■ **REQUIRED ACTION**
What lines in the records below include the word "Result"? Return each one.

■ **RAW DATA**
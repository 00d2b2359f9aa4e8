use axum::{Json, extract::State, http::StatusCode, response::IntoResponse};
use tracing::instrument;
use utoipa_axum::{router::OpenApiRouter, routes};

use crate::error::{AppError, ErrorBody};
use crate::extractors::json::AppJson;
use crate::models::auth::{
    LoginRequest, LoginResponse, RegisterRequest, UserResponse, validate_login_request,
    validate_register_request,
};
use crate::state::AppState;
use crate::store::{NewUser, StoreError};
use crate::utils::hash;

pub fn router() -> OpenApiRouter<AppState> {
    OpenApiRouter::new()
        .routes(routes!(register))
        .routes(routes!(login))
}

#[utoipa::path(
    post,
    path = "/register",
    tag = "Auth",
    operation_id = "register",
    summary = "Register a new user",
    description = "Creates a user account. The password is stored as an Argon2 hash.",
    request_body = RegisterRequest,
    responses(
        (status = 201, description = "User created", body = UserResponse),
        (status = 400, description = "Validation error (VALIDATION_ERROR)", body = ErrorBody),
        (status = 409, description = "Email already registered (EMAIL_TAKEN)", body = ErrorBody),
    ),
)]
#[instrument(skip(state, payload), fields(email = %payload.email))]
pub async fn register(
    State(state): State<AppState>,
    AppJson(payload): AppJson<RegisterRequest>,
) -> Result<impl IntoResponse, AppError> {
    validate_register_request(&payload)?;

    let email = payload.email.trim().to_string();
    if state.users.exists_by_email(&email).await? {
        return Err(AppError::EmailTaken);
    }

    let hash = hash::hash_password(&payload.password)
        .map_err(|e| AppError::Internal(format!("Password hash error: {}", e)))?;

    let new_user = NewUser {
        name: payload.name.trim().to_string(),
        email,
        password: hash,
    };

    let user = state.users.create(new_user).await.map_err(|e| {
        if matches!(e, StoreError::Conflict(_)) {
            tracing::debug!("Registration race condition: unique constraint caught on insert");
        }
        AppError::from(e)
    })?;

    Ok((StatusCode::CREATED, Json(UserResponse::from(user))))
}

#[utoipa::path(
    post,
    path = "/login",
    tag = "Auth",
    operation_id = "login",
    summary = "Log in with email and password",
    description = "Checks the credentials and returns the user. Unknown emails and wrong passwords \
        get the same response.",
    request_body = LoginRequest,
    responses(
        (status = 200, description = "Credentials accepted", body = LoginResponse),
        (status = 400, description = "Validation error (VALIDATION_ERROR)", body = ErrorBody),
        (status = 401, description = "Wrong email or password (INVALID_CREDENTIALS)", body = ErrorBody),
    ),
)]
#[instrument(skip(state, payload), fields(email = %payload.email))]
pub async fn login(
    State(state): State<AppState>,
    AppJson(payload): AppJson<LoginRequest>,
) -> Result<Json<LoginResponse>, AppError> {
    validate_login_request(&payload)?;

    let user = state
        .users
        .find_by_email(payload.email.trim())
        .await?
        .ok_or(AppError::InvalidCredentials)?;

    let is_valid = hash::verify_password(&payload.password, &user.password)
        .map_err(|e| AppError::Internal(format!("Password verify error: {}", e)))?;

    if !is_valid {
        return Err(AppError::InvalidCredentials);
    }

    Ok(Json(LoginResponse {
        user: UserResponse::from(user),
        token: None,
    }))
}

■ **OUTPUT OF THE TASK**
) -> Result<impl IntoResponse, AppError> {
) -> Result<Json<LoginResponse>, AppError> {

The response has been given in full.